___ Source material

//! Headless driver: load a ROM, run it for a fixed number of frames,
//! and dump the final frame to a PNG. There is no windowing, input, or
//! audio backend here — see `SPEC_FULL.md` for what this core omits
//! and why.

use std::fs;
use std::path::PathBuf;

use anyhow::{Context, Result};
use clap::Parser;
use image::{ImageBuffer, Rgb};
use log::info;

use nes_core::cartridge::Cartridge;
use nes_core::ppu::{FRAME_HEIGHT, FRAME_WIDTH};
use nes_core::System;

/// Run a mapper-0 NES ROM headlessly and dump the last rendered frame.
#[derive(Parser, Debug)]
#[command(name = "nes-core", version, about)]
struct Cli {
    /// Path to an iNES (.nes) ROM image.
    rom: PathBuf,

    /// Number of frames to emulate before dumping the final frame.
    #[arg(long, default_value_t = 60)]
    frames: u32,

    /// Where to write the rendered PNG.
    #[arg(long, default_value = "frame.png")]
    out: PathBuf,
}

fn main() -> Result<()> {
    env_logger::init();
    let cli = Cli::parse();

    let data = fs::read(&cli.rom)
        .with_context(|| format!("reading ROM file {}", cli.rom.display()))?;
    let cartridge = Cartridge::from_bytes(&data)
        .with_context(|| format!("parsing ROM file {}", cli.rom.display()))?;

    let mut system = System::new(cartridge);
    info!("running {} frames", cli.frames);
    for _ in 0..cli.frames {
        system.step_frame();
    }

    let frame = system.frame_buffer();
    let image: ImageBuffer<Rgb<u8>, _> =
        ImageBuffer::from_raw(FRAME_WIDTH as u32, FRAME_HEIGHT as u32, frame.to_vec())
            .context("frame buffer had unexpected size")?;
    image
        .save(&cli.out)
        .with_context(|| format!("writing output frame {}", cli.out.display()))?;
    info!("wrote {}", cli.out.display());

    Ok(())
}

______

**The problem:**
Give the data again, unchanged in every line.

**Answer to this problem:**
//! Headless driver: load a ROM, run it for a fixed number of frames,
//! and dump the final frame to a PNG. There is no windowing, input, or
//! audio backend here — see `SPEC_FULL.md` for what this core omits
//! and why.

use std::fs;
use std::path::PathBuf;

use anyhow::{Context, Result};
use clap::Parser;
use image::{ImageBuffer, Rgb};
use log::info;

use nes_core::cartridge::Cartridge;
use nes_core::ppu::{FRAME_HEIGHT, FRAME_WIDTH};
use nes_core::System;

/// Run a mapper-0 NES ROM headlessly and dump the last rendered frame.
#[derive(Parser, Debug)]
#[command(name = "nes-core", version, about)]
struct Cli {
    /// Path to an iNES (.nes) ROM image.
    rom: PathBuf,

    /// Number of frames to emulate before dumping the final frame.
    #[arg(long, default_value_t = 60)]
    frames: u32,

    /// Where to write the rendered PNG.
    #[arg(long, default_value = "frame.png")]
    out: PathBuf,
}

fn main() -> Result<()> {
    env_logger::init();
    let cli = Cli::parse();

    let data = fs::read(&cli.rom)
        .with_context(|| format!("reading ROM file {}", cli.rom.display()))?;
    let cartridge = Cartridge::from_bytes(&data)
        .with_context(|| format!("parsing ROM file {}", cli.rom.display()))?;

    let mut system = System::new(cartridge);
    info!("running {} frames", cli.frames);
    for _ in 0..cli.frames {
        system.step_frame();
    }

    let frame = system.frame_buffer();
    let image: ImageBuffer<Rgb<u8>, _> =
        ImageBuffer::from_raw(FRAME_WIDTH as u32, FRAME_HEIGHT as u32, frame.to_vec())
            .context("frame buffer had unexpected size")?;
    image
        .save(&cli.out)
        .with_context(|| format!("writing output frame {}", cli.out.display()))?;
    info!("wrote {}", cli.out.display());

    Ok(())
}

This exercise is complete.